Worst of Nissan crisis is over, Renault CEO says

Thierry Bollore mends fences and rejects possibility of Ghosn's return

Renault CEO Thierry Bollore at the Geneva International Motor Show with the fifth-generation Clio, which uses technology developed with alliance member Nissan Motor despite recent tensions.   © Reuters

GENEVA -- Renault's fractured ties with Japanese alliance member Nissan Motor are back on the right track now that "the peak of the crisis has passed," CEO Thierry Bollore said here Tuesday as the automakers move to defuse a power struggle set in motion by the arrest of former leader Carlos Ghosn.

"We are very intertwined in terms of the operation," Bollore told reporters at the Geneva International Motor Show. "We have common interests, which are massive and major.

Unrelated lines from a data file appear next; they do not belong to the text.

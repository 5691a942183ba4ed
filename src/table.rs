//! Fixed-width text tables for chat code blocks.
//!
//! Columns are at least two characters wider than their header. Columns whose
//! cells are all numeric are right-aligned; everything else is left-aligned.

const MIN_PADDING: usize = 2;

fn is_numeric(cell: &str) -> bool {
    !cell.is_empty() && cell.trim().parse::<f64>().is_ok()
}

struct Layout {
    widths: Vec<usize>,
    right_aligned: Vec<bool>,
}

impl Layout {
    fn new(headers: &[&str], rows: &[Vec<String>]) -> Self {
        let widths = headers
            .iter()
            .enumerate()
            .map(|(col, header)| {
                rows.iter()
                    .filter_map(|row| row.get(col))
                    .map(|cell| cell.chars().count())
                    .fold(header.chars().count() + MIN_PADDING, usize::max)
            })
            .collect();
        let right_aligned = (0..headers.len())
            .map(|col| {
                !rows.is_empty()
                    && rows
                        .iter()
                        .all(|row| row.get(col).is_some_and(|cell| is_numeric(cell)))
            })
            .collect();
        Self {
            widths,
            right_aligned,
        }
    }

    fn cells<'r>(&self, row: impl IntoIterator<Item = &'r str>) -> Vec<String> {
        row.into_iter()
            .zip(self.widths.iter().zip(&self.right_aligned))
            .map(|(cell, (&width, &right))| {
                if right {
                    format!("{cell:>width$}")
                } else {
                    format!("{cell:<width$}")
                }
            })
            .collect()
    }
}

fn row_strs(row: &[String], columns: usize) -> impl Iterator<Item = &str> {
    (0..columns).map(move |col| row.get(col).map(String::as_str).unwrap_or_default())
}

/// Plain layout: header, dashed rule, rows; columns separated by two spaces.
pub fn simple(headers: &[&str], rows: &[Vec<String>]) -> String {
    let layout = Layout::new(headers, rows);
    let mut lines = vec![layout.cells(headers.iter().copied()).join("  ")];
    lines.push(
        layout
            .widths
            .iter()
            .map(|&width| "-".repeat(width))
            .collect::<Vec<_>>()
            .join("  "),
    );
    for row in rows {
        lines.push(layout.cells(row_strs(row, headers.len())).join("  "));
    }
    lines
        .iter()
        .map(|line| line.trim_end())
        .collect::<Vec<_>>()
        .join("\n")
}

/// Org-mode layout: `| a | b |` rows with a `|---+---|` rule under the header.
pub fn orgtbl(headers: &[&str], rows: &[Vec<String>]) -> String {
    let layout = Layout::new(headers, rows);
    let render = |cells: Vec<String>| format!("| {} |", cells.join(" | "));

    let mut lines = vec![render(layout.cells(headers.iter().copied()))];
    lines.push(format!(
        "|{}|",
        layout
            .widths
            .iter()
            .map(|&width| "-".repeat(width + 2))
            .collect::<Vec<_>>()
            .join("+")
    ));
    for row in rows {
        lines.push(render(layout.cells(row_strs(row, headers.len()))));
    }
    lines.join("\n")
}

That's the fruit of 20 years of history."

Since Ghosn's arrest in November, the two automakers have been at odds over who will fill Nissan's vacant chairmanship and their capital relationship.

Bollore cited "my experience in Asia, including in Japan" as helpful in improving ties with Nissan.

The global auto industry faces such uncertainties as Brexit and China's fading economic momentum. In this environment, Nissan and Renault will put high-tension issues like their capital relationship aside to focus on reaping benefits from the alliance.

Bollore dismissed any chance of a return to management by Ghosn, whom a Japanese court has decided to free on bail.

"The pages are turned," he said. "[New Renault Chairman Jean-Dominique] Senard is in his position. I'm in my position. Mr. Ghosn is occupied with his defense."

Bollore also denied that the three-way alliance, which includes Mitsubishi Motors, halted collaboration after Ghosn's arrest. He offered Tuesday's unveiling of the next-generation Renault Clio passenger car as evidence, citing its platform shared with Nissan and Mitsubishi Motors.